Posted by bmiraski at 3:33 PM | Comments (0)

June 24, 2008

Be Like Lithuania

An interesting little side quiz just took place on CNBC.

What nation relies on nuclear energy the most?

My guess was France. That was wrong.

The correct answer is the former-Soviet republic of Lithuania.

Yes, little Lithuania relies on old Soviet engineering, the same kind that gave us the Chernobyl disaster, to power its microwave ovens and televisions showing re-runs of "Stalin loves Lenin" and "How Gorby Met Your Mother."

So, here's a question: Why can't the U.S. be more like Lithuania.

I know there is the argument that most people don't want a nuclear reactor in their backyard.

But is a nuclear reactor in your backyard better or worse than a coal power plant?

Business Week took "clean coal" to task in its latest issue. The obvious oxymoron of clean coal energy is broadcast all over the airwaves as the technology that will save the U.S. and end our dependence on oil.

Yeah, at the risk of giving us all lung cancer from the emissions. Oh, and there is that pesky global warming caused by the CO2 emissions that we still have no way to control.

I know there is a fear of a terrorist attack on a nuclear plant. I understand the concern. However, I also understand that we can't live our lives in fear of the worst. Modern nuclear plants are safe and have back-up control systems. To live in fear of a coordinated attack on a nuclear power plant is also ludicrous because it fits into what Bruce Schneier calls a "movie scenario."

It seems like a likely target, but the true risk of an attack would need something on the scale of a full suspension of disbelief that everything would work perfectly to pull it off.

Maybe its time we stepped back and looked indiscriminately at nuclear power as a real option.

After all, if little Lithuania can do it with decades-old Soviet technology, why can't we?

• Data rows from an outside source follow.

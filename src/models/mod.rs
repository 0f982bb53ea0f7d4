pub mod booking;
pub mod fleet;
pub mod location;
pub mod user;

Posted by bmiraski at 9:41 AM | Comments (0)

June 17, 2008

Warren Buffett could be my hero

Warren Buffett Testifies Before Senate Finance Committee
Image details: Warren Buffett Testifies Before Senate Finance Committee served by picapp.com

Forbes is reporting that Warren Buffett is backing the InBev takeover of Anheuser-Busch that had me so excited last week.

Buffett is a fellow shareholder in the maker of Budweiser and obviously wants the best thing for his shares, which have been performing all of flat since he and I bought the stock.

And based on the Forbes article, it looks as if Buffett is going to take his concerns right to the top:

According to Belgian newspaper De Standaard, Buffett not only supports Inbev's offer, he is schedule to meet Anheuser's chief executive August Busch IV about it.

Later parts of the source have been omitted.